But there's been no legal consequences for him for what happened in Godra, which some human rights activists will call a form of a genocide or at the very least a crime against humanity.
But here's the thing politically, 22 years on from what happened.
This much we know, this event has followed Modi in ways that have been damaging to him,
but also in ways that have been to his advantage.
They're damaging because they horrify liberal Indians, they horrify Muslims.
In the West, we can't have a discussion with Modi at length without bringing this up.
And yet domestically, it's important to know.
that there is a fairly large constituency of Hindus
who look at an event like Godra in 2002,
and their takeaway is, this guy, he would keep us safe.
He would do anything to keep us safe.
That is their takeaway from 2002.
Remember, since then, he hasn't lost a major election.

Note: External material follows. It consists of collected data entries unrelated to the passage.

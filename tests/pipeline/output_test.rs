//! The serialized result object.

use chrono::{DateTime, Utc};

use mailsift::pipeline::{ClassificationDebugData, ClassificationPipeline};
use mailsift::types::Message;

fn monday() -> DateTime<Utc> {
    match "2026-10-12T09:00:00Z".parse::<DateTime<Utc>>() {
        Ok(t) => t,
        Err(err) => panic!("reference date: {err}"),
    }
}

fn classify(message: &Message) -> ClassificationDebugData {
    match ClassificationPipeline::builtin() {
        Ok(pipeline) => pipeline.classify(message, monday()),
        Err(err) => panic!("built-in pipeline should load: {err}"),
    }
}

fn sample() -> Message {
    Message::new(
        "m-42",
        "School Office <office@school.example>",
        Some(monday()),
        "Please sign and return the permission slip for the field trip by Friday. \
         Your child Emma will need $15.00.",
    )
    .with_subject("Field trip permission slip")
}

#[test]
fn top_level_keys_are_camel_case() {
    let value = match serde_json::to_value(classify(&sample())) {
        Ok(value) => value,
        Err(err) => panic!("result should serialize: {err}"),
    };
    for key in [
        "debugInfo",
        "email",
        "intentClassification",
        "entityExtraction",
        "rulesEngine",
        "mailAdsClassification",
        "pipelineTrace",
        "finalClassification",
    ] {
        assert!(value.get(key).is_some(), "missing {key}");
    }
    assert_eq!(value["finalClassification"]["type"], serde_json::json!("mail"));
    assert_eq!(
        value["finalClassification"]["intent"],
        serde_json::json!("education.permission.form")
    );
    assert_eq!(value["debugInfo"]["isMockData"], serde_json::json!(false));
    assert!(value["debugInfo"].get("warning").is_none());
    assert!(value["email"]["bodyLength"].as_u64().is_some());
}

#[test]
fn result_survives_a_json_round_trip() {
    let original = classify(&sample());
    let json = match serde_json::to_string(&original) {
        Ok(json) => json,
        Err(err) => panic!("result should serialize: {err}"),
    };
    let parsed: ClassificationDebugData = match serde_json::from_str(&json) {
        Ok(parsed) => parsed,
        Err(err) => panic!("result should deserialize: {err}"),
    };
    assert_eq!(parsed, original);
}

#[test]
fn permission_slip_offers_sign_form_first() {
    let result = classify(&sample());
    assert_eq!(
        result.final_classification.hpa.as_deref(),
        Some("sign_form")
    );
    assert_eq!(result.entity_extraction.entities.children, vec!["Emma"]);
    assert!(!result.rules_engine.suppressed);
}

#[test]
fn permission_slip_without_deadline_withholds_actions() {
    let message = Message::new(
        "m-43",
        "office@school.example",
        None,
        "Please sign and return the permission slip for the field trip.",
    );
    let result = classify(&message);
    assert_eq!(
        result.final_classification.intent,
        "education.permission.form"
    );
    assert!(result.rules_engine.suppressed);
    assert_eq!(
        result.entity_extraction.missing_required_entities,
        vec!["deadline"]
    );
    assert!(result.final_classification.suggested_actions.is_empty());
    assert!(result.final_classification.hpa.is_none());
}

#[test]
fn mock_marking_sets_the_warning() {
    let mut result = classify(&sample());
    result.mark_mock("intent service offline");
    assert!(result.debug_info.is_mock_data);
    assert_eq!(
        result.debug_info.warning.as_deref(),
        Some("intent service offline")
    );
}

#[test]
fn body_preview_is_bounded() {
    let message = Message::new("long", "a@example.com", None, "é".repeat(500));
    let result = classify(&message);
    assert_eq!(result.email.body_length, 500);
    assert_eq!(result.email.body_preview.chars().count(), 200);
}
//! HTTP intent service client against a one-shot local server.

use std::time::Duration;

use tokio::io::{AsyncReadExt, AsyncWriteExt};
use tokio::net::TcpListener;
use tokio::sync::oneshot;

use mailsift::providers::http::parse_service_response;
use mailsift::providers::{
    check_http_response, HttpIntentService, IntentService, ServiceError,
};
use mailsift::types::Message;

/// Serve one response, returning the URL and the raw request received.
async fn serve_once(status_line: &str, body: &str) -> (String, oneshot::Receiver<String>) {
    let listener = match TcpListener::bind("127.0.0.1:0").await {
        Ok(listener) => listener,
        Err(err) => panic!("listener should bind: {err}"),
    };
    let addr = match listener.local_addr() {
        Ok(addr) => addr,
        Err(err) => panic!("listener should expose local addr: {err}"),
    };

    let (tx, rx) = oneshot::channel();
    let status_line_owned = status_line.to_owned();
    let body_owned = body.to_owned();
    tokio::spawn(async move {
        let Ok((mut socket, _)) = listener.accept().await else {
            return;
        };
        let request = read_request(&mut socket).await;
        let response = format!(
            "HTTP/1.1 {status_line_owned}\r\nContent-Type: application/json\r\nContent-Length: {}\r\nConnection: close\r\n\r\n{body_owned}",
            body_owned.len()
        );
        let _ = socket.write_all(response.as_bytes()).await;
        let _ = socket.shutdown().await;
        let _ = tx.send(request);
    });

    (format!("http://{addr}/classify"), rx)
}

/// Read headers plus a `Content-Length` body.
async fn read_request(socket: &mut tokio::net::TcpStream) -> String {
    let mut buf = Vec::new();
    let mut chunk = [0_u8; 1024];
    loop {
        let read = match socket.read(&mut chunk).await {
            Ok(0) | Err(_) => break,
            Ok(n) => n,
        };
        buf.extend_from_slice(&chunk[..read]);
        let text = String::from_utf8_lossy(&buf).into_owned();
        if let Some(split) = text.find("\r\n\r\n") {
            let length = text[..split]
                .lines()
                .find_map(|line| {
                    let lower = line.to_ascii_lowercase();
                    lower
                        .strip_prefix("content-length:")
                        .and_then(|v| v.trim().parse::<usize>().ok())
                })
                .unwrap_or(0);
            if buf.len() >= split.saturating_add(4).saturating_add(length) {
                break;
            }
        }
    }
    String::from_utf8_lossy(&buf).into_owned()
}

fn service(url: &str) -> HttpIntentService {
    match HttpIntentService::new(url, Duration::from_secs(5)) {
        Ok(service) => service,
        Err(err) => panic!("service should build: {err}"),
    }
}

fn message() -> Message {
    Message::new("m1", "alice@example.com", None, "Can we meet Tuesday?")
        .with_subject("Catch up")
}

#[tokio::test]
async fn successful_response_is_parsed() {
    let (url, request) =
        serve_once("200 OK", r#"{"intent":"calendar.event","confidence":0.92}"#).await;
    let result = service(&url).classify(&message()).await;
    let intent = match result {
        Ok(intent) => intent,
        Err(err) => panic!("service should answer: {err}"),
    };
    assert_eq!(intent.intent, "calendar.event");
    assert!((intent.confidence - 0.92).abs() < 1e-9);

    let raw = match request.await {
        Ok(raw) => raw,
        Err(err) => panic!("server should report the request: {err}"),
    };
    assert!(raw.starts_with("POST /classify"));
    assert!(raw.contains(r#""subject":"Catch up""#));
    assert!(raw.contains(r#""id":"m1""#));
}

#[tokio::test]
async fn error_status_is_reported_with_redacted_body() {
    let (url, _request) = serve_once(
        "500 Internal Server Error",
        r#"{"error":"cannot classify mail from alice@example.com"}"#,
    )
    .await;
    match service(&url).classify(&message()).await {
        Err(ServiceError::HttpStatus { status, body }) => {
            assert_eq!(status, 500);
            assert!(!body.contains("alice@example.com"));
            assert!(body.contains("[REDACTED]"));
        }
        other => panic!("expected http status error, got: {other:?}"),
    }
}

#[tokio::test]
async fn long_error_bodies_are_truncated() {
    let body = "x".repeat(2000);
    let (url, _request) = serve_once("503 Service Unavailable", &body).await;
    let response = match reqwest::get(&url).await {
        Ok(response) => response,
        Err(err) => panic!("request should complete: {err}"),
    };
    match check_http_response(response).await {
        Err(ServiceError::HttpStatus { body, .. }) => {
            assert!(body.ends_with("...[truncated]"));
        }
        other => panic!("expected http status error, got: {other:?}"),
    }
}

#[tokio::test]
async fn malformed_success_body_is_a_parse_error() {
    let (url, _request) = serve_once("200 OK", "not json").await;
    let result = service(&url).classify(&message()).await;
    assert!(matches!(result, Err(ServiceError::Parse(_))));
}

#[test]
fn invalid_endpoints_are_rejected() {
    assert!(matches!(
        HttpIntentService::new("not a url", Duration::from_secs(1)),
        Err(ServiceError::InvalidUrl(_))
    ));
    assert!(matches!(
        HttpIntentService::new("ftp://example.com/classify", Duration::from_secs(1)),
        Err(ServiceError::InvalidUrl(_))
    ));
}

#[test]
fn service_is_named_after_its_host() {
    let service = service("https://intents.example.com/v1/classify");
    assert_eq!(service.name(), "intents.example.com");
    assert_eq!(service.endpoint().path(), "/v1/classify");
}

#[test]
fn response_bounds_are_checked() {
    assert!(parse_service_response(r#"{"intent":"finance.payment","confidence":1.0}"#).is_ok());
    assert!(matches!(
        parse_service_response(r#"{"intent":"finance.payment","confidence":1.2}"#),
        Err(ServiceError::Parse(_))
    ));
    assert!(matches!(
        parse_service_response(r#"{"intent":"  ","confidence":0.5}"#),
        Err(ServiceError::Parse(_))
    ));
    assert!(matches!(
        parse_service_response(r#"{"confidence":0.5}"#),
        Err(ServiceError::Parse(_))
    ));
}
//! Weighted-pattern intent scoring.
//!
//! Each intent's score is the sum of the weights of its patterns that
//! matched. A pattern contributes once, at the first location it matches.
//! Confidence is the score normalised by the library's saturation point.

use std::cmp::Ordering;

use serde::{Deserialize, Serialize};
use tracing::debug;

use crate::config::ClassifierConfig;
use crate::patterns::{CompiledIntent, CompiledLibrary, PatternScope, NO_INTENT};
use crate::types::Message;

/// Where a pattern matched.
#[derive(Debug, Clone, Copy, PartialEq, Eq, Serialize, Deserialize)]
#[serde(rename_all = "lowercase")]
pub enum MatchLocation {
    /// Subject line.
    Subject,
    /// Message body.
    Body,
    /// Leading body snippet.
    Snippet,
}

/// One matched pattern.
#[derive(Debug, Clone, PartialEq, Serialize, Deserialize)]
#[serde(rename_all = "camelCase")]
pub struct PatternMatch {
    /// Pattern source.
    pub pattern: String,
    /// Where it matched.
    pub location: MatchLocation,
    /// Weight contributed.
    pub weight: f64,
}

/// Score for one intent.
#[derive(Debug, Clone, PartialEq, Serialize, Deserialize)]
#[serde(rename_all = "camelCase")]
pub struct IntentScore {
    /// Intent id, or `"none"`.
    pub intent: String,
    /// Sum of matched weights.
    pub score: f64,
    /// `score / saturation`, capped at 1.
    pub confidence: f64,
    /// Matched patterns.
    pub matches: Vec<PatternMatch>,
}

impl IntentScore {
    /// The zero-confidence "no intent" result.
    pub fn none() -> Self {
        Self {
            intent: NO_INTENT.to_owned(),
            score: 0.0,
            confidence: 0.0,
            matches: Vec::new(),
        }
    }

    /// Whether this is the "no intent" result.
    pub fn is_none(&self) -> bool {
        self.intent == NO_INTENT
    }
}

/// Minimum and high confidence levels.
#[derive(Debug, Clone, Copy, PartialEq, Serialize, Deserialize)]
#[serde(rename_all = "camelCase")]
pub struct ConfidenceThresholds {
    /// An intent below this is not acted on.
    pub minimum: f64,
    /// An intent at or above this is high confidence.
    pub high_confidence: f64,
}

impl Default for ConfidenceThresholds {
    fn default() -> Self {
        Self {
            minimum: 0.30,
            high_confidence: 0.85,
        }
    }
}

impl From<&ClassifierConfig> for ConfidenceThresholds {
    fn from(config: &ClassifierConfig) -> Self {
        Self {
            minimum: config.minimum_confidence,
            high_confidence: config.high_confidence,
        }
    }
}

/// Thresholds applied to one confidence value.
///
/// The two flags are derived at construction and recomputed on
/// deserialization; they cannot disagree with `confidence`.
#[derive(Debug, Clone, Copy, PartialEq, Serialize, Deserialize)]
#[serde(rename_all = "camelCase", from = "ThresholdReportRepr")]
pub struct ThresholdReport {
    confidence: f64,
    minimum: f64,
    high_confidence: f64,
    current_meets_minimum: bool,
    current_is_high_confidence: bool,
}

#[derive(Deserialize)]
#[serde(rename_all = "camelCase")]
struct ThresholdReportRepr {
    confidence: f64,
    minimum: f64,
    high_confidence: f64,
}

impl From<ThresholdReportRepr> for ThresholdReport {
    fn from(repr: ThresholdReportRepr) -> Self {
        Self::evaluate(
            ConfidenceThresholds {
                minimum: repr.minimum,
                high_confidence: repr.high_confidence,
            },
            repr.confidence,
        )
    }
}

impl ThresholdReport {
    /// Apply `thresholds` to `confidence`.
    pub fn evaluate(thresholds: ConfidenceThresholds, confidence: f64) -> Self {
        Self {
            confidence,
            minimum: thresholds.minimum,
            high_confidence: thresholds.high_confidence,
            current_meets_minimum: confidence >= thresholds.minimum,
            current_is_high_confidence: confidence >= thresholds.high_confidence,
        }
    }

    /// Confidence the report was built from.
    pub fn confidence(&self) -> f64 {
        self.confidence
    }

    /// Minimum threshold.
    pub fn minimum(&self) -> f64 {
        self.minimum
    }

    /// High confidence threshold.
    pub fn high_confidence(&self) -> f64 {
        self.high_confidence
    }

    /// `confidence >= minimum`.
    pub fn current_meets_minimum(&self) -> bool {
        self.current_meets_minimum
    }

    /// `confidence >= high_confidence`.
    pub fn current_is_high_confidence(&self) -> bool {
        self.current_is_high_confidence
    }
}

/// Classifier output.
#[derive(Debug, Clone, PartialEq, Serialize, Deserialize)]
#[serde(rename_all = "camelCase")]
pub struct IntentClassification {
    /// Best intent; [`IntentScore::none`] when nothing matched.
    pub top_intent: IntentScore,
    /// Top-N intents by score, never empty.
    pub intents: Vec<IntentScore>,
    /// Thresholds applied to the top intent.
    pub thresholds: ThresholdReport,
}

impl IntentClassification {
    /// The top intent when it is real and meets the minimum.
    pub fn accepted(&self) -> Option<&IntentScore> {
        (!self.top_intent.is_none() && self.thresholds.current_meets_minimum())
            .then_some(&self.top_intent)
    }
}

/// Intent classifier over one compiled library.
#[derive(Debug, Clone, Copy)]
pub struct IntentClassifier<'a> {
    library: &'a CompiledLibrary,
    thresholds: ConfidenceThresholds,
    top_n: usize,
}

impl<'a> IntentClassifier<'a> {
    /// Classifier with explicit thresholds and result count.
    pub fn new(library: &'a CompiledLibrary, thresholds: ConfidenceThresholds, top_n: usize) -> Self {
        Self {
            library,
            thresholds,
            top_n: top_n.max(1),
        }
    }

    /// Score every intent and rank the ones that matched.
    pub fn classify(&self, message: &Message) -> IntentClassification {
        let subject = message.subject_text();
        let body = message.body.as_str();
        let snippet = snippet(body, self.library.snippet_chars);

        let mut scored: Vec<IntentScore> = self
            .library
            .intents
            .iter()
            .map(|intent| self.score_intent(intent, subject, body, snippet))
            .filter(|s| s.score > 0.0)
            .collect();
        scored.sort_by(|a, b| {
            b.score
                .partial_cmp(&a.score)
                .unwrap_or(Ordering::Equal)
                .then_with(|| a.intent.cmp(&b.intent))
        });
        scored.truncate(self.top_n);
        if scored.is_empty() {
            scored.push(IntentScore::none());
        }

        let top_intent = scored.first().cloned().unwrap_or_else(IntentScore::none);
        let thresholds = ThresholdReport::evaluate(self.thresholds, top_intent.confidence);
        debug!(
            message_id = %message.id,
            intent = %top_intent.intent,
            confidence = top_intent.confidence,
            meets_minimum = thresholds.current_meets_minimum(),
            "intent classified"
        );
        IntentClassification {
            top_intent,
            intents: scored,
            thresholds,
        }
    }

    fn score_intent(
        &self,
        intent: &CompiledIntent,
        subject: &str,
        body: &str,
        snippet: &str,
    ) -> IntentScore {
        let mut matches = Vec::new();
        for pattern in &intent.patterns {
            let locations: Vec<(MatchLocation, &str)> = match pattern.scope {
                PatternScope::Any => vec![
                    (MatchLocation::Subject, subject),
                    (MatchLocation::Body, body),
                    (MatchLocation::Snippet, snippet),
                ],
                PatternScope::Subject => vec![(MatchLocation::Subject, subject)],
                PatternScope::Body => vec![(MatchLocation::Body, body)],
                PatternScope::Snippet => vec![(MatchLocation::Snippet, snippet)],
            };
            if let Some((location, _)) = locations
                .iter()
                .find(|(_, text)| pattern.regex.is_match(text))
            {
                matches.push(PatternMatch {
                    pattern: pattern.source.clone(),
                    location: *location,
                    weight: pattern.weight,
                });
            }
        }

        let score: f64 = matches.iter().map(|m| m.weight).sum();
        IntentScore {
            intent: intent.id.clone(),
            score,
            confidence: (score / self.library.saturation).min(1.0),
            matches,
        }
    }
}

/// First `chars` characters of `body`.
fn snippet(body: &str, chars: usize) -> &str {
    body.char_indices()
        .nth(chars)
        .map_or(body, |(end, _)| &body[..end])
}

He kept winning in Gujarat again and again as chief minister.
Then in 2014, he tries to become Prime Minister of India,
succeeds. 2019, wins with an even bigger majority, and majorities are extremely rare in a
country like India, which is a parliamentary democracy. And usually, for most of its history,
you've had coalition governments. So whatever happened hasn't really hurt Modi electorally.
Modi becomes Prime Minister of India, as you said in 2014. And so if the old idea of India
that's been on the way out was secular, progressive, liberal,
What would you say is the new idea of India that has emerged in the last decade?
So this is where I think my essay begins to get a little bit controversial.
A lot of people have been tweeting about it and responding to me about it.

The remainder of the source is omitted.